What To Do If You're Not Getting Paid Due To The Government Shutdown

Banks, credit unions and other financial institutions are stepping up to help furloughed and unpaid government workers.

The government shutdown, which is already the second-longest in history, is a double-whammy for federal workers’ incomes.

Federal employees are already paid about 32 percent less than private-sector employees for doing the same work, according to the Federal Salary Council. Now, about 380,000 are on furlough while another 420,000 are being pressed into working without pay. And though government employees have received back pay for every previous shutdown, it’s not guaranteed that they will this time. And contractors working for the government have never been approved for back pay.

President Donald Trump has said he’s willing to let the shutdown continue for years if Democrats don’t bend to his demands to fund a wall along the U.S. southern border. If you’re one of the Americans affected by the shutdown, there’s no denying it’s an incredibly difficult position to be in. However, there might be a few steps you can take to stay afloat.

1. Apply for Unemployment

If you were sent home on furlough, the first thing you should do is apply for unemployment benefits. In general, furloughed government employees ― including contractors ― are eligible under the Unemployment Compensation for Federal Employees Program. Eligibility varies by state; you can look up your state’s contact information here. Most states pay out a maximum of 26 weeks of regular benefits.

Keep in mind that if you do end up receiving back pay, you’ll need to repay your unemployment funds to the state. In most cases, you can take care of it online.

2. Prioritize your bills

Whether you’re furloughed or working without pay, you’ll need to determine which bills have to be paid now and which can be put on the back burner.

For example, you might want to prioritize payments for utility services such as electricity and gas. However, you should call your service providers and let them know about your situation ― it might be possible to work out a deal so that your service goes uninterrupted during the shutdown while you defer payments.

Another priority should be payments on any collateral loans, such as your home or car, since you could lose them if you fall behind. Plus, your credit will take a hit for any payments late by 30 days or more. Again, you might be able to temporarily pause payments by informing your lenders of the situation (more on that below).

Food is another major expense that you can’t simply eliminate from your budget. However, there may be community programs you can take advantage of from food banks and churches. As of now, the federal Women, Infant and Children nutritional assistance program can be utilized by those who might temporarily qualify for it during the shutdown. But WIC also may have to stop its operations if the funding standoff drags on through February.

As for other expenses, consider freezing or cutting off services that aren’t essential, such as cable or streaming services, gym memberships, internet, cell phone data, etc.

3. Call your loan providers

If you have outstanding debt, your lenders may be willing to work with you during the shutdown. Call your lenders, explain your situation and ask about any financial hardship programs. Some lenders might temporarily modify the loan or allow you to defer payments.

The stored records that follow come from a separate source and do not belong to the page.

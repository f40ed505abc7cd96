//! Replay tests - scripted runs through the engine

use stackfall::core::SessionConfig;
use stackfall::engine::{run_replay, ReplayError, ReplayScript, ReplayStep};
use stackfall::types::{Input, Phase, TICK_MS};

#[test]
fn test_replay_matches_manual_session() {
    let text = "left cw hard\ntick tick:100\nright right hard";
    let script = ReplayScript::parse(text).unwrap();
    let report = run_replay(SessionConfig::with_seed("manual"), &script).unwrap();

    let mut session = stackfall::core::GameSession::new(SessionConfig::with_seed("manual")).unwrap();
    session.start();
    for step in script.steps() {
        match *step {
            ReplayStep::Input(input) => {
                session.apply_input(input).unwrap();
            }
            ReplayStep::Tick(ms) => {
                session.tick(ms);
            }
        }
    }

    assert_eq!(report.state, session.state());
    assert_eq!(report.snapshot, session.snapshot());
    assert_eq!(report.inputs_applied, 6);
    assert_eq!(report.ticks, 2);
    assert_eq!(report.elapsed_ms, u64::from(TICK_MS) + 100);
}

#[test]
fn test_seed_changes_outcome() {
    let script = ReplayScript::parse("hard hard hard").unwrap();
    let a = run_replay(SessionConfig::with_seed("one"), &script).unwrap();
    let b = run_replay(SessionConfig::with_seed("one"), &script).unwrap();
    assert_eq!(a.snapshot, b.snapshot);
    assert_eq!(a.state.piece_id, 4);
    assert_eq!(a.state.board.occupied_count(), 12);
}

#[test]
fn test_script_from_steps() {
    let script = ReplayScript::new(vec![
        ReplayStep::Input(Input::Pause),
        ReplayStep::Tick(5000),
        ReplayStep::Input(Input::Resume),
    ]);
    let report = run_replay(SessionConfig::with_seed("steps"), &script).unwrap();
    assert_eq!(report.state.phase, Phase::Playing);
    assert_eq!(report.state.active.unwrap().position.row, 0);
    assert_eq!(report.notifications, 3);
}

#[test]
fn test_errors_are_coded() {
    let err = ReplayScript::parse("left\n\nspin").unwrap_err();
    assert!(matches!(err, ReplayError::UnknownToken { line: 3, .. }));

    let err = ReplayScript::parse("tick:-5").unwrap_err();
    assert_eq!(err.code(), "invalid_tick");
    assert_eq!(err.to_string(), "line 1: invalid tick `tick:-5`");
}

The federal Office of Personnel Management provides letter templates you can send to creditors, lenders and landlords to inform them of your employment and income status during the shutdown and document the terms of any changes to your payments. However, OPM suggests speaking with letter recipients first, since it may take some time for them to see your correspondence. You should also make sure you have all the necessary information in your letter, including contact information and account numbers. Keep copies for your records.

4. Deal with your credit cards

You might have started off the shutdown with existing credit card debt, or racked up a balance trying to keep up with expenses since the shutdown began. Either way, those payments are one more cost it’s tough to cover with no income. And if you’re only able to make the minimum payments, credit card interest will add up fast.

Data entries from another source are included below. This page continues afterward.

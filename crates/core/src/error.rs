//! Error types for contract violations
//!
//! Expected gameplay failures (blocked moves, failed rotations, collisions)
//! are plain values. These enums cover calls that break an operation's
//! preconditions.

use thiserror::Error;

#[derive(Debug, Clone, Copy, PartialEq, Eq, Error)]
pub enum HoldError {
    #[error("hold already used this turn")]
    AlreadyUsed,
    #[error("hold needs a queued piece but the queue is empty")]
    QueueEmpty,
}

#[derive(Debug, Clone, PartialEq, Eq, Error)]
pub enum SessionError {
    #[error(transparent)]
    Hold(#[from] HoldError),
}

#[derive(Debug, Clone, PartialEq, Eq, Error)]
pub enum ConfigError {
    #[error("board must be at least 1x1, got {height}x{width}")]
    EmptyBoard { height: usize, width: usize },
    #[error("lock delay frames must be at least 1")]
    ZeroLockFrames,
}

impl HoldError {
    pub fn code(self) -> &'static str {
        match self {
            HoldError::AlreadyUsed => "hold_used",
            HoldError::QueueEmpty => "queue_empty",
        }
    }
}
//! Gravity module - fall timing and lock delay
//!
//! A pure state machine fed once per tick. While the piece is falling,
//! elapsed time accumulates into whole rows to drop and the remainder carries
//! over. Once the piece is grounded, the lock timer runs on two thresholds:
//! milliseconds (must be strictly exceeded) and grounded ticks (reached).
//! Whichever trips first locks the piece.

use serde::Serialize;

use crate::types::{DROP_INTERVALS, LOCK_DELAY_FRAMES, LOCK_DELAY_MS};

/// Timing parameters for the current level
#[derive(Debug, Clone, Copy, PartialEq, Eq, Serialize)]
pub struct SpeedProfile {
    /// Milliseconds per row of natural fall
    pub gravity_ms: u32,
    pub lock_delay_ms: u32,
    pub lock_delay_frames: u32,
}

impl Default for SpeedProfile {
    fn default() -> Self {
        Self {
            gravity_ms: DROP_INTERVALS[0],
            lock_delay_ms: LOCK_DELAY_MS,
            lock_delay_frames: LOCK_DELAY_FRAMES,
        }
    }
}

/// Gravity and lock-delay counters
#[derive(Debug, Clone, Copy, PartialEq, Eq, Default, Serialize)]
pub struct GravityState {
    /// Time carried toward the next row; always below `gravity_ms`
    pub fall_elapsed_ms: u32,
    pub lock_elapsed_ms: u32,
    pub lock_frames: u32,
    pub is_locking: bool,
}

/// One tick of input
#[derive(Debug, Clone, Copy, PartialEq, Eq)]
pub struct GravityInput {
    pub elapsed_ms: u32,
    /// The piece cannot move down one row
    pub grounded: bool,
    /// A move or rotation succeeded since the last tick
    pub reset_lock: bool,
    pub profile: SpeedProfile,
}

#[derive(Debug, Clone, Copy, PartialEq, Eq)]
pub struct GravityStep {
    pub state: GravityState,
    /// Whole rows of fall earned this tick
    pub drop_rows: u32,
    pub should_lock: bool,
}

/// Advance the counters by one tick
pub fn step(state: &GravityState, input: GravityInput) -> GravityStep {
    let profile = input.profile;

    if !input.grounded {
        let gravity_ms = profile.gravity_ms.max(1);
        let total = state.fall_elapsed_ms.saturating_add(input.elapsed_ms);
        return GravityStep {
            state: GravityState {
                fall_elapsed_ms: total % gravity_ms,
                lock_elapsed_ms: 0,
                lock_frames: 0,
                is_locking: false,
            },
            drop_rows: total / gravity_ms,
            should_lock: false,
        };
    }

    if input.reset_lock {
        return GravityStep {
            state: GravityState {
                fall_elapsed_ms: 0,
                lock_elapsed_ms: 0,
                lock_frames: 0,
                is_locking: true,
            },
            drop_rows: 0,
            should_lock: false,
        };
    }

    let lock_elapsed_ms = state.lock_elapsed_ms.saturating_add(input.elapsed_ms);
    let lock_frames = state.lock_frames.saturating_add(1);
    GravityStep {
        state: GravityState {
            fall_elapsed_ms: 0,
            lock_elapsed_ms,
            lock_frames,
            is_locking: true,
        },
        drop_rows: 0,
        should_lock: lock_elapsed_ms > profile.lock_delay_ms
            || lock_frames >= profile.lock_delay_frames,
    }
}

impl GravityState {
    /// Counters for a piece that has just come to rest mid-tick
    pub fn landed() -> Self {
        Self {
            is_locking: true,
            ..Self::default()
        }
    }
}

Try asking your card issuer about extended grace periods or a temporary reduction in the minimum payment. Alternatively, you might want to try a fairly simple solution if your credit is in decent shape: Perform a balance transfer.

Credit card companies will often entice new customers by offering promotional interest rates on balances transferred from competitors. If you can qualify for a balance transfer credit card, you can enjoy 0 percent APR on that balance for about 12 months in most cases ― maybe longer. Usually, there is a balance transfer fee of around 3 to 5 percent, but that is likely worth the interest savings.

5. Seek out low-interest loans

The longer you go without pay, the more difficult it is to stay on top of basic living expenses. But unless you’re able to score a 0 percent APR deal, adding to your credit card debt will probably create a bigger mess for you to deal with later.

Fortunately, many banks and credit unions across the country are offering low-interest loans to borrowers affected by the shutdown. For instance, Launch Federal Credit Union is offering 12-month loans of up to $3,000 at 0 percent interest. Navy Federal Credit Union is also offering interest-free loans of up to $6,000.

If you need to borrow money to make ends meet, this could be a more affordable way to do it. Contact your local banks and credit unions to find out what options you have.